Do you miss me yet? No? Okay.

Having a body restricts me. I want to get out of it and fly free.

Were things ever really simple? People say “I miss when days were simpler”. I think they never were. We just didn’t know how to look at the bigger picture.

So do you miss me yet? No? Okay.

How is it only Tuesday?

Ignorance is comforting sometimes. I’m really siding with whoever said it’s bliss. It really is. Imagine not knowing shit. Ugh, beautiful.

How is it only Wednesday?

Why are my cuticles always dry? Aren’t my Hand Cremes and Lotions hydrating enough?

You know what I should do? I should get another bottle of the Amande Oil, pour a little on a travel-sized spritzer and use it instead of lotion.

Ugh, dry cuticles are gross. Dry hands are gross.

I just want a Big Mac. I’ve been wanting one since the other day. Why do I have to wait until the weekend to get a Cheat Meal. My body needs the Burgers. It needs three of them stuffed in my belly.

So, you miss me yet? No? Okay.

I just found out that Kaley Cuoco filed for divorce from her Hubbs. And that happened last year. This’ll sound mean but I called it!!!!

I really want to get drunk tonight, and every night for the rest of my life until it becomes the cause of my Death.

There were several days this week where I switched off my phone (that has my Internet Sim) and I felt VERY relieved to be disconnected from Cyberspace. I would probably be doing it more often now.

I had a Vertigo attack today.

Ugh, my head aches.

I want a Big Mac.

I really enjoyed recording my first Podcast. And I love that I was confident enough to publish it without SFX or not even correcting my grammatical errors. I’m loving this attitude, Abs. You should keep it up.

I saw Nacho Libre a couple of times this week. I missed it. I miss my Kidlat peops who we saw the movie with at the Cinema back in College. Those were good days. I literally bawled at the scene where Ignacio “baptised” Esceleto. Ugh. I’m watching it again when I get home.
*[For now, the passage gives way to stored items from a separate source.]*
use std::io;
use std::path::PathBuf;

use thiserror::Error;

/// Errors raised while normalizing annotations and writing record shards.
///
/// Missing annotations and unparseable image filenames are not errors; they are
/// counted in [`crate::types::ProcessingStats`] and the file is skipped.
#[derive(Debug, Error)]
pub enum ConvertError {
    #[error("annotation for '{image_id}' must contain exactly one frame, found {found}")]
    FrameCount { image_id: String, found: usize },
    #[error("category '{category}' is not part of label vocabulary '{vocabulary}'")]
    UnknownCategory {
        category: String,
        vocabulary: String,
    },
    #[error("consolidated annotation name '{name}' does not end in '.jpg'")]
    ConsolidatedFilename { name: String },
    #[error("failed to read labels from {}: {source}", path.display())]
    LabelRead {
        path: PathBuf,
        #[source]
        source: io::Error,
    },
    #[error("failed to parse labels from {}: {source}", path.display())]
    LabelSource {
        path: PathBuf,
        #[source]
        source: serde_json::Error,
    },
    #[error("failed to read image {}: {source}", path.display())]
    ImageRead {
        path: PathBuf,
        #[source]
        source: io::Error,
    },
    #[error("failed to read image dimensions of {}: {source}", path.display())]
    ImageSize {
        path: PathBuf,
        #[source]
        source: imagesize::ImageError,
    },
    #[error("failed to write shard {}: {source}", path.display())]
    ShardWrite {
        path: PathBuf,
        #[source]
        source: tfrecord::Error,
    },
    #[error("failed to read shard {}: {source}", path.display())]
    ShardRead {
        path: PathBuf,
        #[source]
        source: tfrecord::Error,
    },
    #[error("dataset layout error: {0}")]
    Layout(String),
    #[error("configuration error: {0}")]
    Configuration(String),
    #[error(transparent)]
    Io(#[from] io::Error),
}

impl ConvertError {
    /// True for errors caused by input data that does not follow either annotation schema.
    pub fn is_schema_violation(&self) -> bool {
        matches!(
            self,
            ConvertError::FrameCount { .. }
                | ConvertError::UnknownCategory { .. }
                | ConvertError::ConsolidatedFilename { .. }
        )
    }
}

pub type Result<T, E = ConvertError> = std::result::Result<T, E>;
//! Resolution of an extracted BDD100K dataset root to the inputs of one fold.
//!
//! Expected layout:
//!
//! ```text
//! <root>/images/bdd100k/images/<version>/<fold>/*.jpg
//! <root>/labels/bdd100k/labels/bdd100k_labels_images_<fold>.json   (consolidated)
//! <root>/labels/bdd100k/labels/<version>/<fold>/<image_id>.json    (legacy)
//! ```

use log::{info, warn};
use std::path::{Path, PathBuf};

use crate::error::{ConvertError, Result};
use crate::types::{DatasetInputs, DatasetVersion, Fold};
use crate::utils::list_files;

pub fn images_dir(root: &Path, fold: Fold, version: DatasetVersion) -> PathBuf {
    root.join("images/bdd100k/images")
        .join(version.as_str())
        .join(fold.as_str())
}

pub fn labels_root(root: &Path) -> PathBuf {
    root.join("labels/bdd100k/labels")
}

pub fn consolidated_labels_file(root: &Path, fold: Fold) -> PathBuf {
    labels_root(root).join(format!("bdd100k_labels_images_{}.json", fold))
}

pub fn legacy_labels_dir(root: &Path, fold: Fold, version: DatasetVersion) -> PathBuf {
    labels_root(root).join(version.as_str()).join(fold.as_str())
}

pub fn resolve_dataset_root(
    root: &Path,
    fold: Fold,
    version: DatasetVersion,
) -> Result<DatasetInputs> {
    let images_dir = images_dir(root, fold, version);
    if !images_dir.is_dir() || list_files(&images_dir)?.is_empty() {
        return Err(ConvertError::Layout(format!(
            "no images found in {}",
            images_dir.display()
        )));
    }

    if fold == Fold::Test {
        info!("The test fold has no labels");
        return Ok(DatasetInputs {
            images_dir,
            labels: None,
            consolidated: true,
        });
    }

    let consolidated = consolidated_labels_file(root, fold);
    if consolidated.is_file() {
        info!("Using consolidated labels: {}", consolidated.display());
        return Ok(DatasetInputs {
            images_dir,
            labels: Some(consolidated),
            consolidated: true,
        });
    }

    let legacy = legacy_labels_dir(root, fold, version);
    if legacy.is_dir() {
        info!("Using legacy per-image labels: {}", legacy.display());
        return Ok(DatasetInputs {
            images_dir,
            labels: Some(legacy),
            consolidated: false,
        });
    }

    warn!(
        "Neither {} nor {} exists",
        consolidated.display(),
        legacy.display()
    );
    Err(ConvertError::Layout(format!(
        "no labels found below {}",
        labels_root(root).display()
    )))
}
//! Recursive descent parser for BL programs and statements.
//!
//! Consumes a [`Tokens`] queue left to right with one token of lookahead.
//! The first grammar violation aborts the whole parse; no partial
//! [`Program`] or [`Statement`] is ever returned.
//!
//! ```text
//! program     ::= PROGRAM id IS instruction* BEGIN block END id
//! instruction ::= INSTRUCTION id IS block END id
//! block       ::= statement*
//! statement   ::= IF cond THEN block (ELSE block)? END IF
//!               | WHILE cond DO block END WHILE
//!               | id
//! ```

use tracing::{debug, trace};

use crate::condition::Condition;
use crate::parse_error::ParseError;
use crate::program::{Context, Program};
use crate::source::Source;
use crate::statement::Statement;
use crate::token::{END_OF_INPUT, Token, Tokens, is_identifier, is_primitive};
use crate::tokenizer::tokenize;

/// Parse one statement from the front of `tokens`.
pub fn parse_statement(tokens: &mut Tokens) -> Result<Statement, ParseError> {
    Parser { tokens }.parse_statement()
}

/// Parse statements up to (not including) the next `END`, `ELSE` or
/// end-of-input token.
pub fn parse_block(tokens: &mut Tokens) -> Result<Statement, ParseError> {
    Parser { tokens }.parse_block()
}

/// Parse a complete program. All of `tokens` up to the sentinel must be
/// used.
pub fn parse_program(tokens: &mut Tokens) -> Result<Program, ParseError> {
    Parser { tokens }.parse_program()
}

/// Tokenize and parse a whole program from source text.
pub fn parse_source(source: &Source) -> Result<Program, ParseError> {
    let mut tokens = tokenize(source);
    parse_program(&mut tokens)
}

struct Parser<'a> {
    tokens: &'a mut Tokens,
}

impl Parser<'_> {
    fn parse_program(&mut self) -> Result<Program, ParseError> {
        self.expect("PROGRAM")?;
        let name = self.expect_identifier()?;
        self.expect("IS")?;

        let mut context = Context::new();
        while self.peek() == "INSTRUCTION" {
            let (inst_name, body) = self.parse_instruction()?;
            if context.contains_key(&inst_name.text) {
                return Err(ParseError::DuplicateDefinition { name: inst_name });
            }
            context.insert(inst_name.text, body);
        }

        self.expect("BEGIN")?;
        let body = self.parse_block()?;
        self.expect("END")?;
        self.expect_closing(&name.text)?;

        if self.peek() != END_OF_INPUT {
            return Err(ParseError::TrailingInput { found: self.advance() });
        }

        debug!(
            program = %name.text,
            instructions = context.len(),
            statements = body.block_len().unwrap_or(0),
            "parsed program"
        );
        Ok(Program::new(name.text, context, body))
    }

    /// Parse `INSTRUCTION name IS block END name`, returning the name token
    /// and the body.
    fn parse_instruction(&mut self) -> Result<(Token, Statement), ParseError> {
        self.expect("INSTRUCTION")?;
        let name = self.expect_identifier()?;
        if is_primitive(&name.text) {
            return Err(ParseError::ReservedNameConflict { name });
        }
        self.expect("IS")?;
        let body = self.parse_block()?;
        self.expect("END")?;
        self.expect_closing(&name.text)?;

        debug!(instruction = %name.text, "parsed instruction");
        Ok((name, body))
    }

    fn parse_block(&mut self) -> Result<Statement, ParseError> {
        let mut statements = Vec::new();
        loop {
            match self.peek() {
                "END" | "ELSE" | END_OF_INPUT => break,
                _ => statements.push(self.parse_statement()?),
            }
        }
        trace!(len = statements.len(), "parsed block");
        Ok(Statement::Block(statements))
    }

    fn parse_statement(&mut self) -> Result<Statement, ParseError> {
        match self.peek() {
            "IF" => self.parse_if(),
            "WHILE" => self.parse_while(),
            s if is_identifier(s) => Ok(Statement::Call(self.advance().text)),
            _ => Err(ParseError::unexpected(
                "IF, WHILE, or identifier",
                self.advance(),
            )),
        }
    }

    fn parse_if(&mut self) -> Result<Statement, ParseError> {
        self.expect("IF")?;
        let condition = self.parse_condition("IF")?;
        self.expect("THEN")?;
        let then_body = self.parse_block()?;

        let stmt = match self.peek() {
            "ELSE" => {
                self.advance();
                let else_body = self.parse_block()?;
                Statement::if_else(condition, then_body, else_body)
            }
            "END" => Statement::if_then(condition, then_body),
            _ => return Err(ParseError::unexpected("ELSE or END", self.advance())),
        };

        self.expect("END")?;
        self.expect("IF")?;
        Ok(stmt)
    }

    fn parse_while(&mut self) -> Result<Statement, ParseError> {
        self.expect("WHILE")?;
        let condition = self.parse_condition("WHILE")?;
        self.expect("DO")?;
        let body = self.parse_block()?;
        self.expect("END")?;
        self.expect("WHILE")?;
        Ok(Statement::while_do(condition, body))
    }

    /// Consume a condition keyword. `after` names the construct it follows.
    fn parse_condition(&mut self, after: &'static str) -> Result<Condition, ParseError> {
        match Condition::from_keyword(self.peek()) {
            Some(condition) => {
                self.advance();
                Ok(condition)
            }
            None => Err(ParseError::InvalidCondition {
                after,
                found: self.advance(),
            }),
        }
    }

    /// Text of the next token. An exhausted queue reads as end of input.
    fn peek(&self) -> &str {
        self.tokens
            .front()
            .map_or(END_OF_INPUT, |t| t.text.as_str())
    }

    /// Take the next token. The sentinel is left in place so that every
    /// later peek still sees end of input.
    fn advance(&mut self) -> Token {
        match self.tokens.front() {
            Some(t) if t.is_end_of_input() => t.clone(),
            Some(_) => self.tokens.dequeue().unwrap_or_else(eof_token),
            None => eof_token(),
        }
    }

    fn expect(&mut self, keyword: &'static str) -> Result<Token, ParseError> {
        let token = self.advance();
        if token.is(keyword) {
            Ok(token)
        } else {
            Err(ParseError::unexpected(keyword, token))
        }
    }

    fn expect_identifier(&mut self) -> Result<Token, ParseError> {
        let token = self.advance();
        if is_identifier(&token.text) {
            Ok(token)
        } else {
            Err(ParseError::unexpected("identifier", token))
        }
    }

    /// Consume the identifier after a closing `END`, which must repeat
    /// `name`.
    fn expect_closing(&mut self, name: &str) -> Result<(), ParseError> {
        let token = self.advance();
        if token.text == name {
            Ok(())
        } else {
            Err(ParseError::MismatchedCloseIdentifier {
                expected: name.to_string(),
                found: token,
            })
        }
    }
}

fn eof_token() -> Token {
    Token::new(END_OF_INPUT, 0)
}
It’s finally Thursday YAY.

I already have a topic for my next Podcast. I was hoping people would suggest what I should talk about, but of course people don’t give a shit. LELZ.

I want a Lumee iPhone Case.

Do you miss me yet? Obviously not.

I hate you.

I really hate you.

Okay I don’t.

I wish the words “On Fleek” and “On Point” never surfaced in the English Language. I cringe every time people say it. Like when they say “Bash” … among other things.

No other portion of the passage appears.